Aber die Möglichkeiten sind ebenso klar:
- Schnellere Iteration bei sich wiederholenden Aufgaben.
- Wissen, das über Sitzungen und Teams hinweg erhalten bleibt.
- Ingenieure können sich frei auf Architektur, Design und Innovation konzentrieren.
Wie Tom sagte, ist jetzt genau der richtige Zeitpunkt für Experimente. Die Kosten sind(relativ) niedrig, die Instrumente entwickeln sich schnell weiter, und die Lektionen, die wir jetzt lernen, werden uns darauf vorbereiten, künftige Angebote kritisch zu bewerten, wenn sich die wirtschaftlichen Rahmenbedingungen unweigerlich ändern.
Doch in Wirklichkeit geht es hier nicht nur um Speicherbanken oder Multiagentensysteme. Es geht darum, wie sich Ingenieurteams entwickeln, wenn Menschen und Maschinen sich die Arbeit teilen. Wie skaliert man ein Team, wenn einige seiner Mitglieder keine Menschen sind? Welche neuen Fähigkeiten brauchen Ingenieure, und welche neuen Aufgaben übernehmen Führungskräfte?

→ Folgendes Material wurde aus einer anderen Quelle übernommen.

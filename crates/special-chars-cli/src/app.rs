use std::ops::Range;
use std::path::PathBuf;

use anyhow::Result;
use special_chars_engine::{
    ChangeSet, DecorationSet, Edit, RopeDocument, SpecialCharOptions, SpecialChars, TabMode,
    TextSource,
};

/// One line of the visible window.
#[derive(Debug, Clone, PartialEq)]
pub struct VisibleLine {
    /// Byte offset of the line start.
    pub start: usize,
    /// Line text without its terminator.
    pub text: String,
}

pub struct App {
    path: PathBuf,
    doc: RopeDocument,
    engine: SpecialChars,
    native_tabs: Option<usize>,
    top_line: usize,
    height: usize,
    caret: usize,
    dirty: bool,
    status: String,
}

impl App {
    pub fn new(
        path: PathBuf,
        doc: RopeDocument,
        options: &SpecialCharOptions,
        height: usize,
    ) -> Result<Self> {
        let height = height.max(1);
        let window = doc.offset_of_line(0)..doc.offset_of_line(height);
        let engine = SpecialChars::new(options, &doc, window)?;
        let native_tabs = (options.tab_mode == TabMode::Native).then_some(options.tab_size.max(1));

        Ok(Self {
            path,
            doc,
            engine,
            native_tabs,
            top_line: 0,
            height,
            caret: 0,
            dirty: false,
            status: String::new(),
        })
    }

    pub fn doc(&self) -> &RopeDocument {
        &self.doc
    }

    pub fn decorations(&self) -> &DecorationSet {
        self.engine.decorations()
    }

    pub fn caret(&self) -> usize {
        self.caret
    }

    pub fn top_line(&self) -> usize {
        self.top_line
    }

    /// Tab stop size when the viewer expands tabs itself.
    pub fn native_tabs(&self) -> Option<usize> {
        self.native_tabs
    }

    pub fn title(&self) -> String {
        let marker = if self.dirty { " [+]" } else { "" };
        format!("{}{marker}", self.path.display())
    }

    pub fn status(&self) -> &str {
        &self.status
    }

    /// Byte range of the visible lines, terminators included.
    pub fn window(&self) -> Range<usize> {
        self.doc.offset_of_line(self.top_line)..self.doc.offset_of_line(self.top_line + self.height)
    }

    pub fn visible_lines(&self) -> Vec<VisibleLine> {
        let last = self.doc.line_count().min(self.top_line + self.height);
        (self.top_line..last)
            .map(|line| {
                let start = self.doc.offset_of_line(line);
                let end = self.doc.line_at(start).end;
                VisibleLine {
                    start,
                    text: self.doc.slice(start..end).into_owned(),
                }
            })
            .collect()
    }

    pub fn set_height(&mut self, height: usize) -> Result<()> {
        let height = height.max(1);
        if height != self.height {
            self.height = height;
            self.refresh(&ChangeSet::empty())?;
        }
        Ok(())
    }

    pub fn scroll_by(&mut self, lines: isize) -> Result<()> {
        let max_top = self.doc.line_count().saturating_sub(1);
        let top = self.top_line.saturating_add_signed(lines).min(max_top);
        if top != self.top_line {
            self.top_line = top;
            self.refresh(&ChangeSet::empty())?;
        }
        Ok(())
    }

    pub fn page_down(&mut self) -> Result<()> {
        self.scroll_by(self.height as isize)
    }

    pub fn page_up(&mut self) -> Result<()> {
        self.scroll_by(-(self.height as isize))
    }

    pub fn caret_left(&mut self) -> Result<()> {
        self.caret = self.prev_boundary(self.caret);
        self.follow_caret()
    }

    pub fn caret_right(&mut self) -> Result<()> {
        self.caret = self.next_boundary(self.caret);
        self.follow_caret()
    }

    pub fn insert(&mut self, text: &str) -> Result<()> {
        let changes = self.doc.apply(Edit::Insert {
            at: self.caret,
            text: text.to_string(),
        });
        self.caret += text.len();
        self.dirty = true;
        self.follow_caret_without_refresh();
        self.refresh(&changes)
    }

    pub fn backspace(&mut self) -> Result<()> {
        let from = self.prev_boundary(self.caret);
        if from == self.caret {
            return Ok(());
        }
        let changes = self.doc.apply(Edit::Delete {
            range: from..self.caret,
        });
        self.caret = from;
        self.dirty = true;
        self.follow_caret_without_refresh();
        self.refresh(&changes)
    }

    pub fn save(&mut self) -> Result<()> {
        std::fs::write(&self.path, self.doc.text())?;
        self.dirty = false;
        self.status = format!("Saved {}", self.path.display());
        log::info!("saved {}", self.path.display());
        Ok(())
    }

    fn refresh(&mut self, changes: &ChangeSet) -> Result<()> {
        let window = self.window();
        let decorations = self.engine.update(&self.doc, changes, window)?;
        self.status = format!("{} special characters in view", decorations.len());
        Ok(())
    }

    fn follow_caret(&mut self) -> Result<()> {
        let top = self.top_line;
        self.follow_caret_without_refresh();
        if top != self.top_line {
            self.refresh(&ChangeSet::empty())?;
        }
        Ok(())
    }

    fn follow_caret_without_refresh(&mut self) {
        let line = self.doc.line_of_offset(self.caret);
        if line < self.top_line {
            self.top_line = line;
        } else if line >= self.top_line + self.height {
            self.top_line = line + 1 - self.height;
        }
    }

    /// Start of the character before `pos`; a line terminator counts as
    /// one character.
    fn prev_boundary(&self, pos: usize) -> usize {
        if pos == 0 {
            return 0;
        }
        let line = self.doc.line_at(pos);
        if pos <= line.start {
            return self.doc.line_at(pos - 1).end;
        }
        let before = self.doc.slice(line.start..pos);
        pos - before.chars().next_back().map_or(0, char::len_utf8)
    }

    /// End of the character at `pos`.
    fn next_boundary(&self, pos: usize) -> usize {
        let line = self.doc.line_at(pos);
        if pos >= line.end {
            return self.doc.offset_of_line(self.doc.line_of_offset(pos) + 1);
        }
        let after = self.doc.slice(pos..line.end);
        pos + after.chars().next().map_or(0, char::len_utf8)
    }
}
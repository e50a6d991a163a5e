//! Turning decorations into something a front end can draw.
//!
//! The engine only emits [`Replacement`]s. Glyphs and labels are resolved
//! here, at render time, so identical code points share one descriptor.

use std::ops::Range;

use crate::decorations::{Decoration, Replacement};

/// What a decorated range is drawn as.
#[derive(Debug, Clone, PartialEq)]
pub enum Widget {
    /// A visible stand-in for an invisible or control character.
    Placeholder { glyph: char, label: String },
    /// A blank block `width` units wide.
    Tab { width: f32 },
    /// Whatever a [`RenderSpecialChar`] implementation chose to show.
    Custom { text: String, label: String },
}

/// Custom rendering for special characters. Returning `None` falls back to
/// the placeholder.
pub trait RenderSpecialChar {
    fn render(&self, ch: char, label: &str, placeholder: char) -> Option<Widget>;
}

/// Always falls back to the placeholder.
#[derive(Debug, Clone, Copy, Default)]
pub struct DefaultRender;

impl RenderSpecialChar for DefaultRender {
    fn render(&self, _ch: char, _label: &str, _placeholder: char) -> Option<Widget> {
        None
    }
}

impl<F> RenderSpecialChar for F
where
    F: Fn(char, &str, char) -> Option<Widget>,
{
    fn render(&self, ch: char, label: &str, placeholder: char) -> Option<Widget> {
        self(ch, label, placeholder)
    }
}

/// The glyph shown in place of `ch`: a Unicode control picture for C0
/// controls, a bullet for everything else.
pub fn placeholder(ch: char) -> char {
    match ch as u32 {
        // U+2424 SYMBOL FOR NEWLINE reads better than U+240A LINE FEED
        10 => '\u{2424}',
        code @ 0..32 => char::from_u32(0x2400 + code).unwrap_or('\u{2022}'),
        _ => '\u{2022}',
    }
}

pub fn char_name(ch: char) -> Option<&'static str> {
    let name = match ch as u32 {
        0 => "null",
        7 => "bell",
        8 => "backspace",
        10 => "newline",
        11 => "vertical tab",
        13 => "carriage return",
        27 => "escape",
        0x200b => "zero width space",
        0x200c => "zero width non-joiner",
        0x200d => "zero width joiner",
        0x200e => "left-to-right mark",
        0x200f => "right-to-left mark",
        0x2028 => "line separator",
        0x2029 => "paragraph separator",
        0x202d => "left-to-right override",
        0x202e => "right-to-left override",
        0x2066 => "left-to-right isolate",
        0x2067 => "right-to-left isolate",
        0x2069 => "pop directional isolate",
        0xfeff => "zero width no-break space",
        0xfffc => "object replacement",
        _ => return None,
    };
    Some(name)
}

/// Accessible description of `ch`.
pub fn label(ch: char) -> String {
    match char_name(ch) {
        Some(name) => format!("Control character {name}"),
        None => format!("Control character 0x{:x}", ch as u32),
    }
}

pub fn render(replacement: &Replacement, custom: &impl RenderSpecialChar) -> Widget {
    match *replacement {
        Replacement::Tab { width } => Widget::Tab { width },
        Replacement::SpecialChar { ch } => {
            let label = label(ch);
            let glyph = placeholder(ch);
            custom
                .render(ch, &label, glyph)
                .unwrap_or(Widget::Placeholder { glyph, label })
        }
    }
}

/// A piece of a rendered line.
#[derive(Debug, Clone, PartialEq)]
pub enum Segment<'a> {
    Text(&'a str),
    Widget { range: Range<usize>, widget: Widget },
}

/// Splits `text`, which starts at document offset `base`, into plain text
/// and widgets. Decorations not lying wholly inside `text` are ignored.
pub fn substitute<'a>(
    text: &'a str,
    base: usize,
    decorations: &[Decoration],
    custom: &impl RenderSpecialChar,
) -> Vec<Segment<'a>> {
    let end = base + text.len();
    let mut segments = Vec::new();
    let mut cursor = 0;

    for deco in decorations {
        if deco.from < base + cursor || deco.to > end {
            continue;
        }
        let (from, to) = (deco.from - base, deco.to - base);
        let (Some(before), true) = (text.get(cursor..from), text.is_char_boundary(to)) else {
            continue;
        };

        if !before.is_empty() {
            segments.push(Segment::Text(before));
        }
        segments.push(Segment::Widget {
            range: deco.range(),
            widget: render(&deco.replacement, custom),
        });
        cursor = to;
    }

    if cursor < text.len() {
        segments.push(Segment::Text(&text[cursor..]));
    }
    segments
}
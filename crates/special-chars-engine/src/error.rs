use thiserror::Error;

/// A malformed edit description.
///
/// The producer of an edit owes ordered, disjoint changed ranges. The engine
/// checks that contract up front instead of remapping positions through
/// garbage.
#[derive(Debug, Clone, PartialEq, Eq, Error)]
pub enum ChangeError {
    #[error("changed range {index} is inverted: [{from}, {to})")]
    Inverted { index: usize, from: usize, to: usize },

    #[error("changed range {index} starts before the end of the previous range")]
    OutOfOrder { index: usize },

    #[error("changed range {index} does not line up with the unchanged text before it")]
    Inconsistent { index: usize },
}

/// An insertion that would break the ordering invariants of a decoration set.
///
/// These are engine defects, not runtime conditions: reconciliation removes
/// every entry it replaces before inserting.
#[derive(Debug, Clone, PartialEq, Eq, Error)]
pub enum DecorationError {
    #[error("decoration [{from}, {to}) is empty")]
    Empty { from: usize, to: usize },

    #[error("decoration [{from}, {to}) is not sorted after [{prev_from}, {prev_to})")]
    Unsorted {
        from: usize,
        to: usize,
        prev_from: usize,
        prev_to: usize,
    },

    #[error("decoration [{from}, {to}) overlaps existing [{existing_from}, {existing_to})")]
    Overlap {
        from: usize,
        to: usize,
        existing_from: usize,
        existing_to: usize,
    },
}

#[derive(Debug, Error)]
pub enum EngineError {
    #[error("Invalid special character pattern: {0}")]
    Pattern(#[from] regex::Error),

    #[error("Invalid edit description: {0}")]
    Changes(#[from] ChangeError),

    #[error("Decoration set corrupted: {0}")]
    Decorations(#[from] DecorationError),
}
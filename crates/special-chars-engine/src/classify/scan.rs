use regex::{Match, Regex};

/// Where the next search in a chunk starts.
///
/// Scanning a chunk is a fold over this state instead of an iterator that
/// hides its cursor: each call to [`next_match`] gets the state explicitly
/// and hands back the one to use next.
#[derive(Debug, Clone, Copy, Default, PartialEq, Eq)]
pub struct ScanState {
    pub last_end: usize,
}

/// Finds the next match at or after `state.last_end`.
///
/// Empty matches are returned like any other (callers skip them) but the
/// returned state always moves past them, so a scan terminates.
pub fn next_match<'t>(
    pattern: &Regex,
    text: &'t str,
    state: ScanState,
) -> Option<(Match<'t>, ScanState)> {
    if state.last_end > text.len() {
        return None;
    }

    let m = pattern.find_at(text, state.last_end)?;
    let last_end = if m.is_empty() {
        m.end() + text[m.end()..].chars().next().map_or(1, char::len_utf8)
    } else {
        m.end()
    };

    Some((m, ScanState { last_end }))
}
//! Edit descriptions.
//!
//! A [`ChangeSet`] lists the regions an edit replaced, in both the pre-edit
//! ("A") and post-edit ("B") coordinate spaces. Everything downstream of an
//! edit (decoration remapping, coverage remapping, re-scan spans) is derived
//! from it.

mod delta;

use crate::error::ChangeError;

/// One contiguous replacement: `[from_a, to_a)` of the old document became
/// `[from_b, to_b)` of the new one.
#[derive(Debug, Clone, Copy, PartialEq, Eq)]
pub struct ChangedRange {
    pub from_a: usize,
    pub to_a: usize,
    pub from_b: usize,
    pub to_b: usize,
}

impl ChangedRange {
    pub fn new(from_a: usize, to_a: usize, from_b: usize, to_b: usize) -> Self {
        Self {
            from_a,
            to_a,
            from_b,
            to_b,
        }
    }

    /// Pure insertion of `len` bytes at `at`, as the first change of a set.
    pub fn insertion(at: usize, len: usize) -> Self {
        Self::new(at, at, at, at + len)
    }

    /// Pure deletion of `[from, to)`, as the first change of a set.
    pub fn deletion(from: usize, to: usize) -> Self {
        Self::new(from, to, from, from)
    }
}

/// Which side of an insertion a mapped position sticks to.
#[derive(Debug, Clone, Copy, PartialEq, Eq)]
pub enum Assoc {
    /// Stay in front of text inserted exactly at the position.
    Before,
    /// Move past text inserted exactly at the position.
    After,
}

/// An ordered list of disjoint changed ranges.
#[derive(Debug, Clone, Default, PartialEq, Eq)]
pub struct ChangeSet {
    ranges: Vec<ChangedRange>,
}

impl ChangeSet {
    /// The empty edit.
    pub fn empty() -> Self {
        Self::default()
    }

    /// Builds a change set, rejecting ranges that are inverted, overlap, come
    /// out of order, or disagree about the length of the unchanged text
    /// between them.
    pub fn new(ranges: Vec<ChangedRange>) -> Result<Self, ChangeError> {
        let mut prev_a = 0;
        let mut prev_b = 0;

        for (index, r) in ranges.iter().enumerate() {
            if r.from_a > r.to_a {
                return Err(ChangeError::Inverted {
                    index,
                    from: r.from_a,
                    to: r.to_a,
                });
            }
            if r.from_b > r.to_b {
                return Err(ChangeError::Inverted {
                    index,
                    from: r.from_b,
                    to: r.to_b,
                });
            }
            if r.from_a < prev_a || r.from_b < prev_b {
                return Err(ChangeError::OutOfOrder { index });
            }
            if r.from_a - prev_a != r.from_b - prev_b {
                return Err(ChangeError::Inconsistent { index });
            }
            prev_a = r.to_a;
            prev_b = r.to_b;
        }

        Ok(Self { ranges })
    }

    pub fn is_empty(&self) -> bool {
        self.ranges.is_empty()
    }

    pub fn len(&self) -> usize {
        self.ranges.len()
    }

    pub fn iter(&self) -> impl Iterator<Item = &ChangedRange> {
        self.ranges.iter()
    }

    pub fn ranges(&self) -> &[ChangedRange] {
        &self.ranges
    }

    /// Maps a pre-edit position into the post-edit document.
    ///
    /// Positions inside a replaced region collapse onto one of its edges:
    /// `Before` picks the start of the replacement, `After` its end. The end
    /// of a non-empty replaced region always maps to the end of the
    /// replacement, since the text after it survived.
    pub fn map_pos(&self, pos: usize, assoc: Assoc) -> usize {
        let mut mapped = pos;
        for r in &self.ranges {
            if pos < r.from_a {
                break;
            }
            if pos > r.to_a || (pos == r.to_a && r.from_a < r.to_a) {
                mapped = pos - r.to_a + r.to_b;
                continue;
            }
            return match assoc {
                Assoc::Before => r.from_b,
                Assoc::After => r.to_b,
            };
        }
        mapped
    }

    /// Whether the edit disturbs the interior of the pre-edit range
    /// `[from, to)`: it replaces any of its text, or inserts strictly inside
    /// it. Insertions exactly at either edge leave the range intact.
    pub fn touches(&self, from: usize, to: usize) -> bool {
        self.ranges.iter().take_while(|r| r.from_a <= to).any(|r| {
            if r.from_a == r.to_a {
                from < r.from_a && r.from_a < to
            } else {
                r.from_a < to && r.to_a > from
            }
        })
    }
}
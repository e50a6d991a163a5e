use regex::Regex;

use crate::error::EngineError;

/// Control characters and invisible formatting characters.
///
/// Tab (U+0009) is left out; it only becomes special when the host cannot
/// render tab stops itself (see [`TabMode::Replace`]).
pub const BASE_PATTERN: &str = r"[\x{0}-\x{8}\x{a}-\x{1f}\x{7f}-\x{9f}\x{ad}\x{61c}\x{200b}\x{200e}\x{200f}\x{2028}\x{2029}\x{202d}\x{202e}\x{2066}\x{2067}\x{2069}\x{feff}\x{fff9}-\x{fffc}]";

/// How tab characters are shown.
#[derive(Debug, Clone, Copy, PartialEq, Eq, Default)]
pub enum TabMode {
    /// The host renders tabs with the configured tab stop size itself.
    #[default]
    Native,
    /// The host cannot, so every tab is replaced by a widget whose width
    /// depends on its column.
    Replace,
}

#[derive(Debug, Clone, PartialEq)]
pub struct SpecialCharOptions {
    /// Replaces [`BASE_PATTERN`] when set.
    pub pattern: Option<String>,
    /// Additional characters considered special, unioned with the pattern.
    pub extra_pattern: Option<String>,
    pub tab_mode: TabMode,
    /// Tab stop size in columns.
    pub tab_size: usize,
    /// Width of one default character, in whatever unit the host renders.
    pub char_width: f32,
    /// Changed ranges closer than this are re-scanned as one span.
    pub merge_gap: usize,
}

impl Default for SpecialCharOptions {
    fn default() -> Self {
        Self {
            pattern: None,
            extra_pattern: None,
            tab_mode: TabMode::default(),
            tab_size: 4,
            char_width: 1.0,
            merge_gap: 10,
        }
    }
}

impl SpecialCharOptions {
    /// Compiles the union of the active patterns into one regex.
    pub fn compile(&self) -> Result<Regex, EngineError> {
        let mut alternatives = vec![self.pattern.as_deref().unwrap_or(BASE_PATTERN)];
        if let Some(extra) = self.extra_pattern.as_deref() {
            alternatives.push(extra);
        }
        if self.tab_mode == TabMode::Replace {
            alternatives.push(r"\t");
        }

        // Validate each piece on its own so errors point at the culprit
        for alt in &alternatives {
            Regex::new(alt)?;
        }

        let union = alternatives
            .iter()
            .map(|alt| format!("(?:{alt})"))
            .collect::<Vec<_>>()
            .join("|");
        Ok(Regex::new(&union)?)
    }
}
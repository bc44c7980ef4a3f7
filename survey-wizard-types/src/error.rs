use crate::{FieldName, IndicatorId};

/// Error type for survey construction and navigation.
#[derive(Debug, thiserror::Error)]
pub enum SurveyError {
    /// The survey has no steps.
    #[error("Survey has no steps")]
    EmptySurvey,

    /// Two fields share a name.
    #[error("Duplicate field: {0}")]
    DuplicateField(FieldName),

    /// A name does not belong to any field of the survey.
    #[error("Unknown field: {0}")]
    UnknownField(FieldName),

    /// A conditional trigger names an option the group does not have.
    #[error("Field '{field}' has no option '{option}'")]
    UnknownOption { field: FieldName, option: String },

    /// A step rule points at a field of the wrong kind.
    #[error("Rule on step {step} does not fit field '{field}'")]
    RuleMismatch { step: usize, field: FieldName },

    /// A step index outside `0..total`.
    #[error("Step {index} out of range (survey has {total} steps)")]
    StepOutOfRange { index: usize, total: usize },

    /// The presentation surface cannot show an indicator a rule needs.
    #[error("Presentation surface has no error indicator '{0}'")]
    MissingIndicator(IndicatorId),

    /// A value of the wrong shape was written to a field.
    #[error("Field '{field}' expects a {expected} value, got {actual}")]
    TypeMismatch {
        field: FieldName,
        expected: &'static str,
        actual: &'static str,
    },

    /// Backend-specific failure (terminal I/O, HTTP client setup, etc.)
    #[error("Backend error: {0}")]
    Backend(#[from] anyhow::Error),
}

impl SurveyError {
    /// Create a backend error from any error type.
    pub fn backend(err: impl Into<anyhow::Error>) -> Self {
        Self::Backend(err.into())
    }
}

#[cfg(test)]
mod tests {
    use super::*;

    #[test]
    fn messages() {
        let err = SurveyError::StepOutOfRange { index: 9, total: 8 };
        assert_eq!(err.to_string(), "Step 9 out of range (survey has 8 steps)");

        let err = SurveyError::MissingIndicator(IndicatorId::new("price_error"));
        assert_eq!(
            err.to_string(),
            "Presentation surface has no error indicator 'price_error'"
        );
    }
}
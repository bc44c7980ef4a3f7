//! Inputs whose visibility and requiredness follow a checkbox.

use survey_wizard_types::{ConditionalField, FieldName, FieldView, Form, SurveyDefinition, SurveyError};
use tracing::debug;

/// Bring the dependent of `conditional` in line with its trigger.
///
/// While the trigger is checked the dependent is shown and required. Once it
/// is unchecked the dependent is hidden, loses the requirement, and its value
/// is wiped. Applying twice in a row changes nothing.
pub fn apply(
    conditional: &ConditionalField,
    form: &mut Form,
    view: &mut impl FieldView,
) -> Result<(), SurveyError> {
    let checked = form
        .get_checked(&conditional.trigger_group)?
        .iter()
        .any(|value| value == &conditional.trigger_value);

    let dependent = &conditional.dependent;
    form.set_visible(dependent, checked)?;
    form.set_required(dependent, checked)?;
    if !checked {
        form.clear(dependent)?;
        view.set_field_invalid(dependent, false);
    }
    view.set_field_visible(dependent, checked);

    debug!(field = %dependent, visible = checked, "conditional field updated");
    Ok(())
}

/// Re-apply every conditional triggered by `group`.
pub fn apply_for_group(
    definition: &SurveyDefinition,
    group: &FieldName,
    form: &mut Form,
    view: &mut impl FieldView,
) -> Result<(), SurveyError> {
    definition
        .conditionals()
        .iter()
        .filter(|conditional| &conditional.trigger_group == group)
        .try_for_each(|conditional| apply(conditional, form, view))
}

/// Re-apply every conditional of the survey.
pub fn apply_all(
    definition: &SurveyDefinition,
    form: &mut Form,
    view: &mut impl FieldView,
) -> Result<(), SurveyError> {
    definition
        .conditionals()
        .iter()
        .try_for_each(|conditional| apply(conditional, form, view))
}
//! The quick-commerce consumer survey in the terminal, posting to a live
//! endpoint.
//!
//! Run with: cargo run -p survey-wizard-ratatui --example quick_commerce -- --endpoint http://localhost:8000/submit-response

use std::fs::File;
use std::path::PathBuf;
use std::sync::Arc;
use std::time::Duration;

use anyhow::Context;
use clap::Parser;
use example_surveys::{CATEGORIES_ERROR, PLATFORMS_ERROR, PRICE_ERROR, PRICE_SENSITIVITY};
use survey_wizard::{MemoryLocation, Wizard};
use survey_wizard_ratatui::{RatatuiApp, RatatuiError, TerminalSurface};
use survey_wizard_reqwest::{ReqwestSubmitter, SUBMIT_PATH};
use tracing_subscriber::EnvFilter;

#[derive(Debug, Parser)]
#[command(about = "Quick-commerce consumer survey")]
struct Args {
    /// Where the finished survey is posted.
    #[arg(long, default_value_t = format!("http://127.0.0.1:8000{SUBMIT_PATH}"))]
    endpoint: String,

    /// Give up on the request after this many seconds. Waits indefinitely
    /// when not given.
    #[arg(long)]
    timeout: Option<u64>,

    /// Log file; the terminal is taken by the UI.
    #[arg(long, default_value = "survey-wizard.log")]
    log_file: PathBuf,

    /// Title on the landing page.
    #[arg(long, default_value = "Quick Commerce Insights")]
    title: String,
}

fn submitter(args: &Args) -> anyhow::Result<ReqwestSubmitter> {
    let mut builder = ReqwestSubmitter::builder(&args.endpoint);
    if let Some(secs) = args.timeout {
        builder = builder.with_timeout(Duration::from_secs(secs));
    }
    Ok(builder.build()?)
}

#[tokio::main(flavor = "current_thread")]
async fn main() -> anyhow::Result<()> {
    let args = Args::parse();

    let log = File::create(&args.log_file)
        .with_context(|| format!("Failed to create log file {}", args.log_file.display()))?;
    tracing_subscriber::fmt()
        .with_env_filter(
            EnvFilter::try_from_default_env().unwrap_or_else(|_| EnvFilter::new("info")),
        )
        .with_writer(Arc::new(log))
        .with_ansi(false)
        .init();

    let submitter = submitter(&args)?;

    let (min, max) = PRICE_SENSITIVITY;
    let surface = TerminalSurface::new()
        .with_indicator(PLATFORMS_ERROR, "Please select at least one platform.")
        .with_indicator(CATEGORIES_ERROR, "Please select at least one category.")
        .with_indicator(
            PRICE_ERROR,
            format!("Please enter a number between {min} and {max}."),
        );

    let mut wizard = Wizard::new(
        example_surveys::quick_commerce(),
        surface,
        MemoryLocation::new(),
        submitter,
    )?;
    wizard.start()?;

    match RatatuiApp::new().with_title(args.title).run(&mut wizard).await {
        Ok(()) => println!("Thanks for taking the survey!"),
        Err(RatatuiError::Cancelled) => println!("Survey cancelled."),
        Err(err) => return Err(err.into()),
    }

    Ok(())
}

#[cfg(test)]
mod tests {
    use super::*;

    #[test]
    fn no_timeout_unless_asked() {
        let args = Args::try_parse_from(["quick_commerce"]).unwrap();
        assert_eq!(args.timeout, None);
        assert_eq!(submitter(&args).unwrap().timeout(), None);

        let args = Args::try_parse_from(["quick_commerce", "--timeout", "5"]).unwrap();
        assert_eq!(submitter(&args).unwrap().timeout(), Some(Duration::from_secs(5)));
    }
}
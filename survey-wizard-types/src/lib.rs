//! Core types for the survey-wizard crate.
//!
//! This crate provides the foundational types for defining a multi-step survey:
//! - `SurveyDefinition`, `Step` and `StepRule` - The ordered sections and their rules
//! - `Field` and `FieldKind` - Individual inputs and their types
//! - `Form`, `FieldName` and `FieldValue` - The live document and its values
//! - `PageId` - The top-level views
//! - `Surface`, `Location` and `Submitter` traits - The collaborators the engine drives

mod field_name;
pub use field_name::{FieldName, IndicatorId};

mod field_value;
pub use field_value::FieldValue;

mod field;
pub use field::{AnyOfField, ChoiceWidget, Field, FieldKind, OneOfField};

mod survey_definition;
pub use survey_definition::{
    ConditionalField, GroupRule, RangeRule, Step, StepRule, SurveyDefinition,
};

mod form;
pub use form::Form;

mod page;
pub use page::PageId;

mod submission;
pub use submission::{GENERIC_FAILURE, SubmissionOutcome, SubmissionPayload};

mod error;
pub use error::SurveyError;

mod traits;
pub use traits::{FieldView, Location, PageView, StepView, SubmitView, Submitter, Surface};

Unter NavViserheben wir nicht den Anspruch, alle Antworten zu haben. Aber durch Experimente wie diese verbessern wir ständig unser Verständnis und die effektive Integration von KI-gestützter Entwicklungsarbeit. Schon jetzt erzielen wir exponentielle Produktivitätssteigerungen, und Schritt für Schritt werden wir sicher noch mehr aufdecken. Der Schlüssel liegt jedoch darin, Arbeitsabläufe zu schaffen, bei denen die menschliche Kreativität die KI-Nutzung lenkt und steuert.
Die Aufrechterhaltung dieses Gleichgewichts ist das, was ein soziotechnisches System ausmacht.